* [Problem details]
Two lines mark the range in the entries below: the one holding "use ui::core::sort_memory::SortMemory;" and the one holding "let lang_code = use_signal(ui::i18n::current_language);". Set down those two and all lines between them, exactly.

(Data extracted from a collection)
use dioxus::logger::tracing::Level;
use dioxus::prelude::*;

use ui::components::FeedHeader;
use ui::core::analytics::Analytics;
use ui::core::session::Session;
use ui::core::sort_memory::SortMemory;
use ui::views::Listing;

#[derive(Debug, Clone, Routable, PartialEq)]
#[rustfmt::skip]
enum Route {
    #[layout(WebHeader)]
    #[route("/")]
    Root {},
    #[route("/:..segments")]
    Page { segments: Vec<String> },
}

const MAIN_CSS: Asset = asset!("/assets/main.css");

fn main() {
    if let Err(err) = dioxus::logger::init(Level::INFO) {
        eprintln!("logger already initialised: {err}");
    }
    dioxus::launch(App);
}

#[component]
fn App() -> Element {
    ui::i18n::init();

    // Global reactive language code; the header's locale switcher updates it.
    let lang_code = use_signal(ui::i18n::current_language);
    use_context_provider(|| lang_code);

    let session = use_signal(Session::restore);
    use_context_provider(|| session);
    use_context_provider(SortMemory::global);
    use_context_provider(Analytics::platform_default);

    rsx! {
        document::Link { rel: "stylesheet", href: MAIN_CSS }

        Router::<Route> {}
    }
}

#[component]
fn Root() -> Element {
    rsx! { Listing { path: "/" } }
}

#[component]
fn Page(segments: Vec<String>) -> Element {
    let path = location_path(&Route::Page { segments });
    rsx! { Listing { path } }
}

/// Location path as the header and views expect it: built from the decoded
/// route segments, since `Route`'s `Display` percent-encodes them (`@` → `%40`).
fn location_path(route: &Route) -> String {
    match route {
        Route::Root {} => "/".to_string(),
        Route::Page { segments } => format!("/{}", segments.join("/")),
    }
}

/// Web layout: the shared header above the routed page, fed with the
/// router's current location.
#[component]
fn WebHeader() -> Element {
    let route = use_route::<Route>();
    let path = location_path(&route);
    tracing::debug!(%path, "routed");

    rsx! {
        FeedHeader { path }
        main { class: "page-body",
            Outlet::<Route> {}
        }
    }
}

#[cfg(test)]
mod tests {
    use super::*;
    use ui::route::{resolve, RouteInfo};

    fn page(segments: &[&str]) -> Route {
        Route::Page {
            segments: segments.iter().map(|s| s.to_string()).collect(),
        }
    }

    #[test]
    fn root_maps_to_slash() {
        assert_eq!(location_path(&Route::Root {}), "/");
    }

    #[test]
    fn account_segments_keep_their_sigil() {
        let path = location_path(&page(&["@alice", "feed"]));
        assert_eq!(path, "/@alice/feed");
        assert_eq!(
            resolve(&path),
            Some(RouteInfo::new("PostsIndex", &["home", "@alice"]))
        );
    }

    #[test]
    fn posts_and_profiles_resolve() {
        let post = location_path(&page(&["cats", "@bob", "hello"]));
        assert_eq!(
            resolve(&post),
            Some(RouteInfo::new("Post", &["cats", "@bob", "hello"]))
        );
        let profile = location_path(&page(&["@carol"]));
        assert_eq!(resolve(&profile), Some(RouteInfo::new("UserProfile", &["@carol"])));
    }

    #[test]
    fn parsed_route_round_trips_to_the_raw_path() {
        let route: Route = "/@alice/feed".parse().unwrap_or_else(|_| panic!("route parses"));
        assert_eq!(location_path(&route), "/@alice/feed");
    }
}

...

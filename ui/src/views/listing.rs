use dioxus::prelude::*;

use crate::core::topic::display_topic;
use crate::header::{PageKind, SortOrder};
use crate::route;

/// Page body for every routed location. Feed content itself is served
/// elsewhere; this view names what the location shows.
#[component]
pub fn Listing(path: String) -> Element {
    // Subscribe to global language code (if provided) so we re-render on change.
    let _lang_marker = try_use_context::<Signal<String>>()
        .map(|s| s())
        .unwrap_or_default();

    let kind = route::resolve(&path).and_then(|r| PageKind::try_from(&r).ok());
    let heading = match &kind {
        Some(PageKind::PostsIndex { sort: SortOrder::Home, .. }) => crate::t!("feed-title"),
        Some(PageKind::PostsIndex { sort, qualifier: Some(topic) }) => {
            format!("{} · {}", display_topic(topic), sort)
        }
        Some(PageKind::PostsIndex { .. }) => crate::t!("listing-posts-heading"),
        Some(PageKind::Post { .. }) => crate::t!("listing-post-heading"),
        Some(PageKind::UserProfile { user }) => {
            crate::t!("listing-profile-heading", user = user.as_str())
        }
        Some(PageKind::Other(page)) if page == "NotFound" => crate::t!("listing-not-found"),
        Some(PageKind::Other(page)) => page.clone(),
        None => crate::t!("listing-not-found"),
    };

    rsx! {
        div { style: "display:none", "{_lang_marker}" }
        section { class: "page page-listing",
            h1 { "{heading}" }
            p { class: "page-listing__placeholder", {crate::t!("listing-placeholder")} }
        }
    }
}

* [Task output]
use ui::core::sort_memory::SortMemory;
use ui::views::Listing;

#[derive(Debug, Clone, Routable, PartialEq)]
#[rustfmt::skip]
enum Route {
    #[layout(WebHeader)]
    #[route("/")]
    Root {},
    #[route("/:..segments")]
    Page { segments: Vec<String> },
}

const MAIN_CSS: Asset = asset!("/assets/main.css");

fn main() {
    if let Err(err) = dioxus::logger::init(Level::INFO) {
        eprintln!("logger already initialised: {err}");
    }
    dioxus::launch(App);
}

#[component]
fn App() -> Element {
    ui::i18n::init();

    // Global reactive language code; the header's locale switcher updates it.
    let lang_code = use_signal(ui::i18n::current_language);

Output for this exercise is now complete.